(Beginning of Dataset excerpts)
//! Configuration loading.
//!
//! Configuration is loaded from TOML files with the following resolution order:
//! 1. explicit path (e.g. `--config <path>`)
//! 2. `~/.huginn/config.toml` (user)
//! 3. `/etc/huginn/config.toml` (system)
//!
//! Every section and field is optional; missing values take the defaults of
//! the corresponding runtime config type.

use serde::Deserialize;
use std::fs;
use std::path::{Path, PathBuf};
use std::time::Duration;

use crate::backend::{DEFAULT_BASE_URL, DEFAULT_MODEL};
use crate::cache::CacheConfig;
use crate::gateway::DEFAULT_TIMEOUT;
use crate::limiter::RateLimitConfig;
use crate::resilience::{CircuitBreakerConfig, RetryConfig};
use crate::{HuginnError, Result};

/// Top-level configuration.
#[derive(Debug, Clone, Default, Deserialize)]
pub struct Config {
    #[serde(default)]
    pub backend: BackendConfig,
    #[serde(default)]
    pub rate_limit: RateLimitSection,
    #[serde(default)]
    pub cache: CacheSection,
    #[serde(default)]
    pub retry: RetrySection,
    #[serde(default)]
    pub circuit_breaker: CircuitBreakerSection,
    #[serde(default)]
    pub gateway: GatewaySection,
}

/// Text-completion backend (Ollama).
#[derive(Debug, Clone, Deserialize)]
pub struct BackendConfig {
    /// Base URL (default: http://localhost:11434).
    #[serde(default = "default_base_url")]
    pub base_url: String,
    /// Model used when a request does not name one (default: llama3.2:1b).
    #[serde(default = "default_model")]
    pub model: String,
    /// HTTP request timeout in seconds (default: 120).
    #[serde(default = "default_backend_timeout")]
    pub timeout_secs: u64,
}

impl Default for BackendConfig {
    fn default() -> Self {
        Self {
            base_url: default_base_url(),
            model: default_model(),
            timeout_secs: default_backend_timeout(),
        }
    }
}

fn default_base_url() -> String {
    DEFAULT_BASE_URL.to_string()
}

fn default_model() -> String {
    DEFAULT_MODEL.to_string()
}

fn default_backend_timeout() -> u64 {
    120
}

/// `[rate_limit]`
#[derive(Debug, Clone, Deserialize)]
pub struct RateLimitSection {
    #[serde(default = "default_max_requests")]
    pub max_requests: u32,
    #[serde(default = "default_window_secs")]
    pub window_secs: u64,
}

impl Default for RateLimitSection {
    fn default() -> Self {
        Self {
            max_requests: default_max_requests(),
            window_secs: default_window_secs(),
        }
    }
}

fn default_max_requests() -> u32 {
    10
}

fn default_window_secs() -> u64 {
    60
}

/// `[cache]`
#[derive(Debug, Clone, Deserialize)]
pub struct CacheSection {
    #[serde(default = "default_flush_interval")]
    pub flush_interval_secs: u64,
    /// Run the periodic flush (default: true).
    #[serde(default = "default_true")]
    pub scheduled_eviction: bool,
}

impl Default for CacheSection {
    fn default() -> Self {
        Self {
            flush_interval_secs: default_flush_interval(),
            scheduled_eviction: true,
        }
    }
}

fn default_flush_interval() -> u64 {
    3600
}

fn default_true() -> bool {
    true
}

/// `[retry]`
#[derive(Debug, Clone, Deserialize)]
pub struct RetrySection {
    #[serde(default = "default_max_attempts")]
    pub max_attempts: u32,
    #[serde(default = "default_initial_delay_ms")]
    pub initial_delay_ms: u64,
    #[serde(default = "default_max_delay_ms")]
    pub max_delay_ms: u64,
}

impl Default for RetrySection {
    fn default() -> Self {
        Self {
            max_attempts: default_max_attempts(),
            initial_delay_ms: default_initial_delay_ms(),
            max_delay_ms: default_max_delay_ms(),
        }
    }
}

fn default_max_attempts() -> u32 {
    3
}

fn default_initial_delay_ms() -> u64 {
    500
}

fn default_max_delay_ms() -> u64 {
    30_000
}

/// `[circuit_breaker]`
#[derive(Debug, Clone, Deserialize)]
pub struct CircuitBreakerSection {
    #[serde(default = "default_failure_rate")]
    pub failure_rate_threshold: f64,
    #[serde(default = "default_sliding_window")]
    pub sliding_window_size: usize,
    #[serde(default = "default_minimum_calls")]
    pub minimum_number_of_calls: usize,
    #[serde(default = "default_wait_secs")]
    pub wait_duration_secs: u64,
    #[serde(default = "default_half_open_calls")]
    pub permitted_calls_in_half_open: usize,
}

impl Default for CircuitBreakerSection {
    fn default() -> Self {
        Self {
            failure_rate_threshold: default_failure_rate(),
            sliding_window_size: default_sliding_window(),
            minimum_number_of_calls: default_minimum_calls(),
            wait_duration_secs: default_wait_secs(),
            permitted_calls_in_half_open: default_half_open_calls(),
        }
    }
}

fn default_failure_rate() -> f64 {
    0.5
}

fn default_sliding_window() -> usize {
    10
}

fn default_minimum_calls() -> usize {
    5
}

fn default_wait_secs() -> u64 {
    30
}

fn default_half_open_calls() -> usize {
    1
}

/// `[gateway]`
#[derive(Debug, Clone, Deserialize)]
pub struct GatewaySection {
    #[serde(default = "default_gateway_timeout")]
    pub timeout_secs: u64,
}

impl Default for GatewaySection {
    fn default() -> Self {
        Self {
            timeout_secs: default_gateway_timeout(),
        }
    }
}

fn default_gateway_timeout() -> u64 {
    DEFAULT_TIMEOUT.as_secs()
}

impl Config {
    /// Load configuration from the standard locations.
    ///
    /// Resolution order:
    /// 1. Explicit path (if provided)
    /// 2. `~/.huginn/config.toml`
    /// 3. `/etc/huginn/config.toml`
    pub fn load(explicit_path: Option<&Path>) -> Result<Self> {
        let path = Self::resolve_config_path(explicit_path)?.ok_or_else(|| {
            HuginnError::Configuration(
                "No config file found. Create ~/.huginn/config.toml or /etc/huginn/config.toml"
                    .to_string(),
            )
        })?;
        Self::load_from_file(&path)
    }

    /// Like [`load`](Self::load), but returns defaults when no file exists
    /// in the standard locations. A missing explicit path is still an error.
    pub fn load_or_default(explicit_path: Option<&Path>) -> Result<Self> {
        match Self::resolve_config_path(explicit_path)? {
            Some(path) => Self::load_from_file(&path),
            None => Ok(Self::default()),
        }
    }

    /// Parse configuration from a TOML string.
    pub fn from_toml(content: &str) -> Result<Self> {
        toml::from_str(content)
            .map_err(|e| HuginnError::Configuration(format!("Failed to parse config: {e}")))
    }

    fn load_from_file(path: &Path) -> Result<Self> {
        let content = fs::read_to_string(path).map_err(|e| {
            HuginnError::Configuration(format!("Failed to read config file {path:?}: {e}"))
        })?;
        toml::from_str(&content).map_err(|e| {
            HuginnError::Configuration(format!("Failed to parse config file {path:?}: {e}"))
        })
    }

    /// Resolve the config file path; `None` when no standard file exists.
    fn resolve_config_path(explicit: Option<&Path>) -> Result<Option<PathBuf>> {
        if let Some(path) = explicit {
            if path.exists() {
                return Ok(Some(path.to_path_buf()));
            }
            return Err(HuginnError::Configuration(format!(
                "Config file not found: {path:?}"
            )));
        }

        // User config
        if let Some(home) = dirs::home_dir() {
            let user_config = home.join(".huginn").join("config.toml");
            if user_config.exists() {
                return Ok(Some(user_config));
            }
        }

        // System config
        let system_config = PathBuf::from("/etc/huginn/config.toml");
        if system_config.exists() {
            return Ok(Some(system_config));
        }

        Ok(None)
    }

    pub fn rate_limit_config(&self) -> RateLimitConfig {
        RateLimitConfig::new()
            .max_requests(self.rate_limit.max_requests)
            .window(Duration::from_secs(self.rate_limit.window_secs))
    }

    pub fn cache_config(&self) -> CacheConfig {
        CacheConfig::new().flush_interval(Duration::from_secs(self.cache.flush_interval_secs))
    }

    pub fn retry_config(&self) -> RetryConfig {
        RetryConfig::new()
            .max_attempts(self.retry.max_attempts)
            .initial_delay(Duration::from_millis(self.retry.initial_delay_ms))
            .max_delay(Duration::from_millis(self.retry.max_delay_ms))
    }

    pub fn circuit_breaker_config(&self) -> CircuitBreakerConfig {
        let cb = &self.circuit_breaker;
        CircuitBreakerConfig::new()
            .failure_rate_threshold(cb.failure_rate_threshold)
            .sliding_window_size(cb.sliding_window_size)
            .minimum_number_of_calls(cb.minimum_number_of_calls)
            .wait_duration_in_open(Duration::from_secs(cb.wait_duration_secs))
            .permitted_calls_in_half_open(cb.permitted_calls_in_half_open)
    }

    pub fn gateway_timeout(&self) -> Duration {
        Duration::from_secs(self.gateway.timeout_secs)
    }

    pub fn backend_timeout(&self) -> Duration {
        Duration::from_secs(self.backend.timeout_secs)
    }
}

#[cfg(test)]
mod tests {
    use super::*;

    #[test]
    fn default_config_has_expected_values() {
        let config = Config::default();
        assert_eq!(config.backend.base_url, "http://localhost:11434");
        assert_eq!(config.backend.model, "llama3.2:1b");
        assert_eq!(config.rate_limit.max_requests, 10);
        assert_eq!(config.rate_limit.window_secs, 60);
        assert_eq!(config.cache.flush_interval_secs, 3600);
        assert!(config.cache.scheduled_eviction);
        assert_eq!(config.retry.max_attempts, 3);
        assert_eq!(config.circuit_breaker.minimum_number_of_calls, 5);
        assert_eq!(config.gateway.timeout_secs, 60);
    }

    #[test]
    fn parse_minimal_config() {
        let toml = r#"
            [rate_limit]
            max_requests = 25
        "#;
        let config = Config::from_toml(toml).unwrap();
        assert_eq!(config.rate_limit.max_requests, 25);
        // Defaults preserved
        assert_eq!(config.rate_limit.window_secs, 60);
        assert_eq!(config.backend.model, "llama3.2:1b");
    }

    #[test]
    fn parse_full_config() {
        let toml = r#"
            [backend]
            base_url = "http://ollama.internal:11434"
            model = "mistral"
            timeout_secs = 30

            [rate_limit]
            max_requests = 100
            window_secs = 1

            [cache]
            flush_interval_secs = 600
            scheduled_eviction = false

            [retry]
            max_attempts = 5
            initial_delay_ms = 100
            max_delay_ms = 2000

            [circuit_breaker]
            failure_rate_threshold = 0.25
            sliding_window_size = 20
            minimum_number_of_calls = 8
            wait_duration_secs = 10
            permitted_calls_in_half_open = 2

            [gateway]
            timeout_secs = 15
        "#;
        let config = Config::from_toml(toml).unwrap();
        assert_eq!(config.backend.model, "mistral");
        assert_eq!(config.backend_timeout(), Duration::from_secs(30));
        assert!(!config.cache.scheduled_eviction);

        let rl = config.rate_limit_config();
        assert_eq!(rl.max_requests, 100);
        assert_eq!(rl.window, Duration::from_secs(1));

        assert_eq!(config.cache_config().flush_interval, Duration::from_secs(600));

        let retry = config.retry_config();
        assert_eq!(retry.max_attempts, 5);
        assert_eq!(retry.initial_delay, Duration::from_millis(100));
        assert_eq!(retry.max_delay, Duration::from_secs(2));

        let cb = config.circuit_breaker_config();
        assert_eq!(cb.failure_rate_threshold, 0.25);
        assert_eq!(cb.sliding_window_size, 20);
        assert_eq!(cb.minimum_number_of_calls, 8);
        assert_eq!(cb.wait_duration_in_open, Duration::from_secs(10));
        assert_eq!(cb.permitted_calls_in_half_open, 2);

        assert_eq!(config.gateway_timeout(), Duration::from_secs(15));
    }

    #[test]
    fn malformed_toml_is_configuration_error() {
        let err = Config::from_toml("[rate_limit\nmax_requests = 1").unwrap_err();
        assert!(matches!(err, HuginnError::Configuration(_)));
    }

    #[test]
    fn missing_explicit_path_is_error() {
        let path = Path::new("/nonexistent/huginn/config.toml");
        assert!(Config::load(Some(path)).is_err());
        assert!(Config::load_or_default(Some(path)).is_err());
    }
}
(End of Dataset excerpts)
▶ [How to complete this task]: Look for the word "standard". Copy out every line of the data that has it.

▶ [Expected answer]:
    /// Load configuration from the standard locations.
    /// in the standard locations. A missing explicit path is still an error.
    /// Resolve the config file path; `None` when no standard file exists.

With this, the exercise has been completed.